Dataset excerpts:
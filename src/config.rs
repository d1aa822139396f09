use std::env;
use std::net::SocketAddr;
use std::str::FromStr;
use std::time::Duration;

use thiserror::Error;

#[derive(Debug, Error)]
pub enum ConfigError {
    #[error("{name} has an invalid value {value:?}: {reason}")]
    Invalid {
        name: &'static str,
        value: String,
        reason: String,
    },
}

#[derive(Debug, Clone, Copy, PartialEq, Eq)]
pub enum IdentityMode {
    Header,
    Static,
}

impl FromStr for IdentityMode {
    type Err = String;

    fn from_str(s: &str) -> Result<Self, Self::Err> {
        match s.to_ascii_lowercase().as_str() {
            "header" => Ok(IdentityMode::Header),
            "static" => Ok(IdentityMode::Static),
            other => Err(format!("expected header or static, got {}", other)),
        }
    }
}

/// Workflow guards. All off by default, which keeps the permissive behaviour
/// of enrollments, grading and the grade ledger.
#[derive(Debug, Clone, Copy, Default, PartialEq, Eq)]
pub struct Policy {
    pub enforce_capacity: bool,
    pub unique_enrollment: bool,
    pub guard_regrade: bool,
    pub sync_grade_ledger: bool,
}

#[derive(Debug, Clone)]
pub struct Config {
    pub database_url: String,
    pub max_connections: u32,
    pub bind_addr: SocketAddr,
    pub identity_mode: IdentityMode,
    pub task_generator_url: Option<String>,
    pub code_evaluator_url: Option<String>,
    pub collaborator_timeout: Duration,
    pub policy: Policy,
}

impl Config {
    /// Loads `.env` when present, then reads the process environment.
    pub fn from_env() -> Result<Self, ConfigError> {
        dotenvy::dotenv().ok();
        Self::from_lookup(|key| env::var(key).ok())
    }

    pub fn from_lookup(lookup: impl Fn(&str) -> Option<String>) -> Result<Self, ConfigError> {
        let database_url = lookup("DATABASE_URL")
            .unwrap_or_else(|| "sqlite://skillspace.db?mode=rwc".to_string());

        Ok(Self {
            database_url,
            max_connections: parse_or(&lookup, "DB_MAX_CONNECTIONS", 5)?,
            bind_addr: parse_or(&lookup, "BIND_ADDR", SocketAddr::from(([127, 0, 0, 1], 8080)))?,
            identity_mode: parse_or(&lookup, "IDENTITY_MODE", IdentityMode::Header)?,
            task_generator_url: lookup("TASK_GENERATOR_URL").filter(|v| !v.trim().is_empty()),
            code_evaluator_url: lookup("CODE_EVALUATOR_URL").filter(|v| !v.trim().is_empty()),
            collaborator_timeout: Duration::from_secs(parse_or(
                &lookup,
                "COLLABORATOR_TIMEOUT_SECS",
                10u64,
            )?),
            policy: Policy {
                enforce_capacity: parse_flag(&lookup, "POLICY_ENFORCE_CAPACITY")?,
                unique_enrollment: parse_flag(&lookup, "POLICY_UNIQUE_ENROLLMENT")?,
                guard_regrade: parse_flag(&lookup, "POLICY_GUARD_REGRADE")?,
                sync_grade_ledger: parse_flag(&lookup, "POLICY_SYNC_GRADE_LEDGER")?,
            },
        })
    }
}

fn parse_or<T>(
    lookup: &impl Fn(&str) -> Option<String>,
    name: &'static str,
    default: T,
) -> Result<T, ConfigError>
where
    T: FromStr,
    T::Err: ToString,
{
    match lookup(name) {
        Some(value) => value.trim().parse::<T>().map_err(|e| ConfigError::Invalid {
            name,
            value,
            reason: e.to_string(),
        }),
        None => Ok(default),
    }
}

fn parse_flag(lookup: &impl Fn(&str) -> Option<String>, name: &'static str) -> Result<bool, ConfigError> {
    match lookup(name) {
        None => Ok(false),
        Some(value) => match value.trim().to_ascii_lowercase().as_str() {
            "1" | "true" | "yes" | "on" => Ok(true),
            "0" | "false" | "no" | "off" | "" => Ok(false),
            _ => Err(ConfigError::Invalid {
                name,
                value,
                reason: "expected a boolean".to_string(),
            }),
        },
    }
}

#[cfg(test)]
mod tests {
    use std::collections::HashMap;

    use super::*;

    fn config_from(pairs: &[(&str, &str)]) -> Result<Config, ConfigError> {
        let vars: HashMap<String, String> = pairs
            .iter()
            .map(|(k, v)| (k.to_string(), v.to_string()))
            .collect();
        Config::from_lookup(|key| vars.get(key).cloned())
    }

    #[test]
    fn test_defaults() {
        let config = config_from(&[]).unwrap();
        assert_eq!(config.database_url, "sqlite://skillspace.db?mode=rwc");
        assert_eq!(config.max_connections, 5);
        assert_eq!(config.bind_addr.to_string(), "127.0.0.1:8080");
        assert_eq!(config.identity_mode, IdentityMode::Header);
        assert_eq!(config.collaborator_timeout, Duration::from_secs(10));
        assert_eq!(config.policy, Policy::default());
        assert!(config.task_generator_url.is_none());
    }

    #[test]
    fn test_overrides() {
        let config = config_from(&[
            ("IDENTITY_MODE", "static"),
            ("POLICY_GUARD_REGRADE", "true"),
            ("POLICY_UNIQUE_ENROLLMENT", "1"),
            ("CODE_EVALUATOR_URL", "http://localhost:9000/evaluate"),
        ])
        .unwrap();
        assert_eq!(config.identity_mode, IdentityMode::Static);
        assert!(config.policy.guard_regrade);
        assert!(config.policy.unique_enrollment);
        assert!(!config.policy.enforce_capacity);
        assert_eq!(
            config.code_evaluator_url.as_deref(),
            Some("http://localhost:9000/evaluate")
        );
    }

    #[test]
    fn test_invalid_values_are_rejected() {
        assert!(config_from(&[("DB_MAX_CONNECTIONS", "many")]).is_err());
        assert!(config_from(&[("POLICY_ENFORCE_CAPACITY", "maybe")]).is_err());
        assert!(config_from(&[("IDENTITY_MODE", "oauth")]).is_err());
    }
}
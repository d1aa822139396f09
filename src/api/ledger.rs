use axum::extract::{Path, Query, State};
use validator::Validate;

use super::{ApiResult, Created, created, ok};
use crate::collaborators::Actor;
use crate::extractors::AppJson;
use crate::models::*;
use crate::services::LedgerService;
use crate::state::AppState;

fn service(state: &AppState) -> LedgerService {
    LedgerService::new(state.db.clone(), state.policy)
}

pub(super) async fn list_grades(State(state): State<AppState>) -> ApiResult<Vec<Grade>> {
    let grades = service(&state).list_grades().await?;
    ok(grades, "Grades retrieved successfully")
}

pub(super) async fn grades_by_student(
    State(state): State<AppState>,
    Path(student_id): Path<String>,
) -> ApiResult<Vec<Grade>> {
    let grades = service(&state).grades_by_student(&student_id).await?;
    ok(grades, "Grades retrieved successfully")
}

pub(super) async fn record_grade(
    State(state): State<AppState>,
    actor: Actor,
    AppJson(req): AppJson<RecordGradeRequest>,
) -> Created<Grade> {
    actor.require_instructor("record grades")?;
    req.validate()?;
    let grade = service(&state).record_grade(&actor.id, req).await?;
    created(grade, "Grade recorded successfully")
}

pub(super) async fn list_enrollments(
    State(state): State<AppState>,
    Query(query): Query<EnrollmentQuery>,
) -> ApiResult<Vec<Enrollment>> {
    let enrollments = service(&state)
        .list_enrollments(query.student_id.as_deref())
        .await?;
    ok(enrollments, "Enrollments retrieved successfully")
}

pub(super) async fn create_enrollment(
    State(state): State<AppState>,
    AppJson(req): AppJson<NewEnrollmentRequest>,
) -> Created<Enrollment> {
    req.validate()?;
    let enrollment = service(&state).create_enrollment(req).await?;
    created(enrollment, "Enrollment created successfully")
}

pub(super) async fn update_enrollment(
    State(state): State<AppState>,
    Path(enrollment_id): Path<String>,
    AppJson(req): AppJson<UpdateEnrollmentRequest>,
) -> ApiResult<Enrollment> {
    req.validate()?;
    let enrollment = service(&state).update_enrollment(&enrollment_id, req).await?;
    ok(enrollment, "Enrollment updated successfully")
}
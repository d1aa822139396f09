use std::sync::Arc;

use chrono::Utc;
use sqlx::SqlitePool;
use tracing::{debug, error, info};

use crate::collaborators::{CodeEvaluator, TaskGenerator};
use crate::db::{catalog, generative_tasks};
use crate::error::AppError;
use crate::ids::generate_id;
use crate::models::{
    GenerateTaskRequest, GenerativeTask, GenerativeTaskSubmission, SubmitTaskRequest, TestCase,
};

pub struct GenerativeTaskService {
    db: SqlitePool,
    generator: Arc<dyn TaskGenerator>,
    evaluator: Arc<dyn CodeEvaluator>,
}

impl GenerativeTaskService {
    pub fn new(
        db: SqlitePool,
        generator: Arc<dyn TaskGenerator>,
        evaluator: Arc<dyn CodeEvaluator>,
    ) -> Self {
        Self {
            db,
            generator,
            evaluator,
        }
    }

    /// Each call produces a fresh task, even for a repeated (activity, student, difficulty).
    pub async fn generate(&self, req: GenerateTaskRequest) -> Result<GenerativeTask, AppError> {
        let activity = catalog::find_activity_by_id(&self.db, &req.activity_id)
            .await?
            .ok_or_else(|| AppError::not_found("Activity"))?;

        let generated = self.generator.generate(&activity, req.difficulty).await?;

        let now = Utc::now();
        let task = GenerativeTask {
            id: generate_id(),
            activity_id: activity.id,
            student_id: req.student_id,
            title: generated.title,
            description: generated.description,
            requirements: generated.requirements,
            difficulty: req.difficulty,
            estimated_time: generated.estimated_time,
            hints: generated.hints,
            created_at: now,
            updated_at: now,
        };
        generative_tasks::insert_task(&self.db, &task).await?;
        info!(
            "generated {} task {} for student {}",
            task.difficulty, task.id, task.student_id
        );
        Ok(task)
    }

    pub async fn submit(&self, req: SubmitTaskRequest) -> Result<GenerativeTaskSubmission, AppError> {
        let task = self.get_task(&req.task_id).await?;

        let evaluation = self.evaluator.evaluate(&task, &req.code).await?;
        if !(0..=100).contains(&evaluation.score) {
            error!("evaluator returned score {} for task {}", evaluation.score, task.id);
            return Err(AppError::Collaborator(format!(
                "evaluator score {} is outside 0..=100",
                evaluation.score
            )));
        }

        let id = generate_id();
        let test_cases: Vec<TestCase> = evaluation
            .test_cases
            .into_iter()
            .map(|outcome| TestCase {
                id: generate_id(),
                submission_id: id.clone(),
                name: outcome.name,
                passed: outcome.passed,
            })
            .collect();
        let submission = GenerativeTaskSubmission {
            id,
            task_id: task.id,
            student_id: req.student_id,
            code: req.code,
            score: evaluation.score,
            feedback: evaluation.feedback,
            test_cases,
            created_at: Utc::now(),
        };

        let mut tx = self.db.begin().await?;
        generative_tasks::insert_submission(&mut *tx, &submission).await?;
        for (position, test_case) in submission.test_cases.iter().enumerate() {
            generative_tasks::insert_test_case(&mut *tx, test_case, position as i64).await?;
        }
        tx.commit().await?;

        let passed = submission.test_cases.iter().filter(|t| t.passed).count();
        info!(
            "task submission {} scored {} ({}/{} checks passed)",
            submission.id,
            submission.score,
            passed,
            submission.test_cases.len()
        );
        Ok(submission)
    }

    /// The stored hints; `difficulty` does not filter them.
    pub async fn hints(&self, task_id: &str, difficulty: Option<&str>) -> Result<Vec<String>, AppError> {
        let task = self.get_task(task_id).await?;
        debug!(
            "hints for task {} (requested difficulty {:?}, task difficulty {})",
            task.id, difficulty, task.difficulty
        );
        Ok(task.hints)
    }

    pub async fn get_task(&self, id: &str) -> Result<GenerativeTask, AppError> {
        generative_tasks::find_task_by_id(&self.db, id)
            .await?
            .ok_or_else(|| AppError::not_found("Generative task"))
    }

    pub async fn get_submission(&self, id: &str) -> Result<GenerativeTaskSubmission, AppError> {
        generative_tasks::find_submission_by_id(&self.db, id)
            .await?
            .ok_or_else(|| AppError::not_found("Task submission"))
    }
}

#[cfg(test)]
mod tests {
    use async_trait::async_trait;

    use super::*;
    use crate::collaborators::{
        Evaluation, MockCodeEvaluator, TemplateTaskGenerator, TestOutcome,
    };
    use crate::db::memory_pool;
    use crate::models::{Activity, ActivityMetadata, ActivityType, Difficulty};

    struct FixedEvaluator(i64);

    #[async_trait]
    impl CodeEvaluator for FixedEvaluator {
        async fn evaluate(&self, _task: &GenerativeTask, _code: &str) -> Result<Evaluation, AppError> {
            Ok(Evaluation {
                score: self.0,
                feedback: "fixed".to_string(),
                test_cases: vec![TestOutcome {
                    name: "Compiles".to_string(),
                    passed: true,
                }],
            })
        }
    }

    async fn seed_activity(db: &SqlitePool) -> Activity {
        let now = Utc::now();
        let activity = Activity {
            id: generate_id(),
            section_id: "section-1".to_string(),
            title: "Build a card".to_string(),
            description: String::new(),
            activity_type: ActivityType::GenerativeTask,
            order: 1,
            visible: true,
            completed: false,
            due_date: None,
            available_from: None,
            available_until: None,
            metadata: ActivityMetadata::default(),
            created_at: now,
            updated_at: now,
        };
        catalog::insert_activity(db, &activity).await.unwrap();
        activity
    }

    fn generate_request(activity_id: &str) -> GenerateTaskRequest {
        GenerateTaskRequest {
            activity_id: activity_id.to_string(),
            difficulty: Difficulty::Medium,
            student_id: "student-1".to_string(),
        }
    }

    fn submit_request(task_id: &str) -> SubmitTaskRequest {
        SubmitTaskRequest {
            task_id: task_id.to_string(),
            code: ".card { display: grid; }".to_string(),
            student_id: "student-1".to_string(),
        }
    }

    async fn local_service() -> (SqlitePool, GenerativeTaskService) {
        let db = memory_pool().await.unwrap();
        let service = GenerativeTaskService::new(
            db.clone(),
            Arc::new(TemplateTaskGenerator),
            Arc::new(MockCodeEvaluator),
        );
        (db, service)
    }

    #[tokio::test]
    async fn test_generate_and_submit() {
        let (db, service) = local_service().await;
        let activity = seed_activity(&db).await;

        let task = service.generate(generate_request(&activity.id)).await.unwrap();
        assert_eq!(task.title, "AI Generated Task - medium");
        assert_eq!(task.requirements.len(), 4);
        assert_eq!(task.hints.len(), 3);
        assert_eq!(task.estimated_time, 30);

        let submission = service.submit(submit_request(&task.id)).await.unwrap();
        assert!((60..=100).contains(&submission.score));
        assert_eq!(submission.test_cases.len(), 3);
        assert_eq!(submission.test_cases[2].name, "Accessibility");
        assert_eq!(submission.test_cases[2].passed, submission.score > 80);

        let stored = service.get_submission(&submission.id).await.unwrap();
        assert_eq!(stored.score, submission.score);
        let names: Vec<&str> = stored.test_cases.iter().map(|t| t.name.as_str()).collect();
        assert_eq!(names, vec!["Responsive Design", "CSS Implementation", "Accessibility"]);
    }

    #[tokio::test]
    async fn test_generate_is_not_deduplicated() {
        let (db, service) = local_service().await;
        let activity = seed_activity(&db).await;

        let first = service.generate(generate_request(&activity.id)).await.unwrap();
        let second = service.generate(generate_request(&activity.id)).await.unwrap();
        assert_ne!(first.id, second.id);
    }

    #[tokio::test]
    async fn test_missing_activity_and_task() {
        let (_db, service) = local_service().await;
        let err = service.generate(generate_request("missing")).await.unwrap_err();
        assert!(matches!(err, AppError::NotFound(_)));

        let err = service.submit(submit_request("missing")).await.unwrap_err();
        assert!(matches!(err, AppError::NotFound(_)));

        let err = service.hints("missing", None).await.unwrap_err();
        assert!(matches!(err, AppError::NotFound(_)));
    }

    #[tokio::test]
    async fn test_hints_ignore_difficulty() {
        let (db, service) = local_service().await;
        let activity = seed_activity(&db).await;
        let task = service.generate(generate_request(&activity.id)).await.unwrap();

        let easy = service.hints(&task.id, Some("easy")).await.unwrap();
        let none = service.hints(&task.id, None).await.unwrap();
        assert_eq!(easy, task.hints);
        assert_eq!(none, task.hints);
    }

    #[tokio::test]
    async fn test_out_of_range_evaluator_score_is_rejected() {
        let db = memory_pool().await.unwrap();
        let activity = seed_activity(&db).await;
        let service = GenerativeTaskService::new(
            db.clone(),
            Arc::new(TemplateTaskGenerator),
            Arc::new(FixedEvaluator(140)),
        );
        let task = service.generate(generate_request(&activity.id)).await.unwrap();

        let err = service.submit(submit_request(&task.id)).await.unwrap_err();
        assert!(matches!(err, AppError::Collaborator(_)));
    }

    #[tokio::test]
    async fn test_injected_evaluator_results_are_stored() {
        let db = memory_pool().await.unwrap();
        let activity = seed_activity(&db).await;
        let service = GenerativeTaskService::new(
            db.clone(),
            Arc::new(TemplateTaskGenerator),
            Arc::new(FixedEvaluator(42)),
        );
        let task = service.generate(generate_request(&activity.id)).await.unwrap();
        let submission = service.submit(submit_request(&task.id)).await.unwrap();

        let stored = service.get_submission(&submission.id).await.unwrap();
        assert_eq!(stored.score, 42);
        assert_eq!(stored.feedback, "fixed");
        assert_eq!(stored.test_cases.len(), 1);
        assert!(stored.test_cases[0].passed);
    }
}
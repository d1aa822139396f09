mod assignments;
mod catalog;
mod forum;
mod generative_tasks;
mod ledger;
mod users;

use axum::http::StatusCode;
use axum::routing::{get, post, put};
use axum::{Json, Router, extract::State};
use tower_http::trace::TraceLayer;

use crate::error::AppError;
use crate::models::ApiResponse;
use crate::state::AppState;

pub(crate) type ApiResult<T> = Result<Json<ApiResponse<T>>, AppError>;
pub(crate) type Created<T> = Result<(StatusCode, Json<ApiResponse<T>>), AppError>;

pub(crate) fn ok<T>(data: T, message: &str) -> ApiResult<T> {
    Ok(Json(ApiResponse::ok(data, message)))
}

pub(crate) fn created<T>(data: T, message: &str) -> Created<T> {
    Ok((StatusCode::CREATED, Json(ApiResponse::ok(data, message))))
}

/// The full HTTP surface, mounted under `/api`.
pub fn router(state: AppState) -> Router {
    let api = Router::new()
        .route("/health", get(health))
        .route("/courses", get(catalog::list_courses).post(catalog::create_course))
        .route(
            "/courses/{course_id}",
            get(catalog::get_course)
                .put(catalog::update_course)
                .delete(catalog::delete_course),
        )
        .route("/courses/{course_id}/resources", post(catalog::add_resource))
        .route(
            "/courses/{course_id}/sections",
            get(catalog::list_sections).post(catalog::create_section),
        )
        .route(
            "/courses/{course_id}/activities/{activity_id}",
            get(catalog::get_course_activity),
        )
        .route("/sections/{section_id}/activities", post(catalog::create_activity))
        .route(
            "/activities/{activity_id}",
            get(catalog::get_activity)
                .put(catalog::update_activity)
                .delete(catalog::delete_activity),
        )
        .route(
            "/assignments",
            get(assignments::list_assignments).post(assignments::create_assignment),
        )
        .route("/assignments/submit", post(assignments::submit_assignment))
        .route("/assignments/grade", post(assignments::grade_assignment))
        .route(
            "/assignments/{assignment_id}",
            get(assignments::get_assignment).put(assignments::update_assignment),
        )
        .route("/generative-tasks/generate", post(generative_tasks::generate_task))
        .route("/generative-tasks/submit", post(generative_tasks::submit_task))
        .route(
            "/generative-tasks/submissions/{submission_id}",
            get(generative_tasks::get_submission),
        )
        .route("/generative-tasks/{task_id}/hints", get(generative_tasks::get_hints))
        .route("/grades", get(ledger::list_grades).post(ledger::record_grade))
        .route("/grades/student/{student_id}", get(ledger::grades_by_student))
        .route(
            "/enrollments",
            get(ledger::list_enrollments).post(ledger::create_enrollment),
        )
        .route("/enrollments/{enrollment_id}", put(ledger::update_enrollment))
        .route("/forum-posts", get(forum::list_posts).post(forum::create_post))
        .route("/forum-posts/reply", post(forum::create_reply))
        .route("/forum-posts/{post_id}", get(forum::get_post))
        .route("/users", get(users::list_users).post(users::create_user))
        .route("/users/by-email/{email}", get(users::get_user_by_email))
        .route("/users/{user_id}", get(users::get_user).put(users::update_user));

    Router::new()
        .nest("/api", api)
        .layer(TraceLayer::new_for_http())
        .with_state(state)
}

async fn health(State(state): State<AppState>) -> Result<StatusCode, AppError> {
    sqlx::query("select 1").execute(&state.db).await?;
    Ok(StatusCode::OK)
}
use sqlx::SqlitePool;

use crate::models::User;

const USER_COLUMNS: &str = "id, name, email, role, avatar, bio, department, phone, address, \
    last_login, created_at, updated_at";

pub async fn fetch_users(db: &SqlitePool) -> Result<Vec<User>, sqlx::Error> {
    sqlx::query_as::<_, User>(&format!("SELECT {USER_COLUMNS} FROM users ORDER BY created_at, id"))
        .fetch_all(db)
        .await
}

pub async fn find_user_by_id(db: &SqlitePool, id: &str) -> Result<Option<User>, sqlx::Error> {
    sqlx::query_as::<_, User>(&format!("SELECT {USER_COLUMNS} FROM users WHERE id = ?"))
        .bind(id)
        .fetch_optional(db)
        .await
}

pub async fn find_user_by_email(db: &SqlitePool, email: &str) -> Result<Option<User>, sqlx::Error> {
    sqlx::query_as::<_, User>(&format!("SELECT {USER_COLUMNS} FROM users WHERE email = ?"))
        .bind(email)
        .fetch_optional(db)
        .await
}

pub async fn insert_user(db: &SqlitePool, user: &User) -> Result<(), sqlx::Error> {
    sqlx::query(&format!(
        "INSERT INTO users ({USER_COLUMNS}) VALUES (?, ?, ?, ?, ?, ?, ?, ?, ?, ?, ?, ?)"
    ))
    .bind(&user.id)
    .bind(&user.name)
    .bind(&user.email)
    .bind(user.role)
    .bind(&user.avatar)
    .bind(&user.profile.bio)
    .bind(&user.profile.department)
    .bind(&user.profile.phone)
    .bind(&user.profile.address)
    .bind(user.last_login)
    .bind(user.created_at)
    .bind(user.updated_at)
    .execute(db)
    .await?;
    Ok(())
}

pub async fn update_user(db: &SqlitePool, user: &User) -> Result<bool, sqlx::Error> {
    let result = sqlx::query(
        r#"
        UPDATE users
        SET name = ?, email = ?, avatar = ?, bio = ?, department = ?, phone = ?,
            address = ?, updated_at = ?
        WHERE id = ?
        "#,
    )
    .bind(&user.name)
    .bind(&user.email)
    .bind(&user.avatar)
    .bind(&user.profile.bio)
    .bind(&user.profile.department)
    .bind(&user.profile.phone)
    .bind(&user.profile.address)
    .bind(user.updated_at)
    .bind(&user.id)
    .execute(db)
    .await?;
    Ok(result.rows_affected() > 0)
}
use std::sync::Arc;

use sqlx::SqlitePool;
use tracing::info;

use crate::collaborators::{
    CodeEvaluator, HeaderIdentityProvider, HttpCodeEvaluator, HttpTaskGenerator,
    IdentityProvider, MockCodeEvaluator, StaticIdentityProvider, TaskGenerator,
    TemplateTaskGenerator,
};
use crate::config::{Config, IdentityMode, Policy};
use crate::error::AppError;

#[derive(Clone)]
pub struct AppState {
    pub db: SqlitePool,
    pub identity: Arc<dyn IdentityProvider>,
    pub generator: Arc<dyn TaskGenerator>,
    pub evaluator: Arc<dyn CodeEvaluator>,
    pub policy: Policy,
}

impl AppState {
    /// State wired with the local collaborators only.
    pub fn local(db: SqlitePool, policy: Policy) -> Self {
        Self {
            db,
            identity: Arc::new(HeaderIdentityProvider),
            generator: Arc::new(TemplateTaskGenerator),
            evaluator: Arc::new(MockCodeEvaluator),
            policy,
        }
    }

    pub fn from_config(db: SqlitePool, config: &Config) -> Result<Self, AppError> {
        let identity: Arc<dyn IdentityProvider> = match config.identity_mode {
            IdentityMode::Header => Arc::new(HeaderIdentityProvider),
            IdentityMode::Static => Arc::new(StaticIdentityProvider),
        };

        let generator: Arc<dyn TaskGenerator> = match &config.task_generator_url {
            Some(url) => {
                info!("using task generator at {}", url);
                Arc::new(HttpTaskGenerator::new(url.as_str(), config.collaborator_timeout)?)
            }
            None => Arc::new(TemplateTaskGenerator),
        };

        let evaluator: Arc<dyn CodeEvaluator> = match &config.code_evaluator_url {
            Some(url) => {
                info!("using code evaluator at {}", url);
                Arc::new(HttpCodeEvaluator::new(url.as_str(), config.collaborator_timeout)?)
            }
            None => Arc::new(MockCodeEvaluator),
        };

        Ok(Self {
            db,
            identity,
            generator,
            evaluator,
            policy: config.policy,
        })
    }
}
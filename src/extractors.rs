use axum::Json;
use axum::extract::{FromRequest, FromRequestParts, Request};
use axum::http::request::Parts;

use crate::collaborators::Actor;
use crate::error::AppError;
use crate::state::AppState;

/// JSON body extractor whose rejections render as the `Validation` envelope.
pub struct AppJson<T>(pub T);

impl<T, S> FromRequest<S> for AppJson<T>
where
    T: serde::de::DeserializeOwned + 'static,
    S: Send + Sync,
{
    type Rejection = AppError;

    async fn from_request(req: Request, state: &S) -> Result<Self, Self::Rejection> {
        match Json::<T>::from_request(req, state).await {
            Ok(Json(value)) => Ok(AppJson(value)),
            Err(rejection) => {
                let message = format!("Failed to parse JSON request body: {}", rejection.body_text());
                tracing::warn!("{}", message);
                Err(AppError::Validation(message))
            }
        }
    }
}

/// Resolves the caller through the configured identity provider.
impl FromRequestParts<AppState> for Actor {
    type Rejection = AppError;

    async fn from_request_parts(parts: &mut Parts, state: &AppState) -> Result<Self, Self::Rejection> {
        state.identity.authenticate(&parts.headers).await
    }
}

Aim of the task: Every line in the data that holds "Accessibility" should be copied out.

Solution:
        assert_eq!(submission.test_cases[2].name, "Accessibility");
        assert_eq!(names, vec!["Responsive Design", "CSS Implementation", "Accessibility"]);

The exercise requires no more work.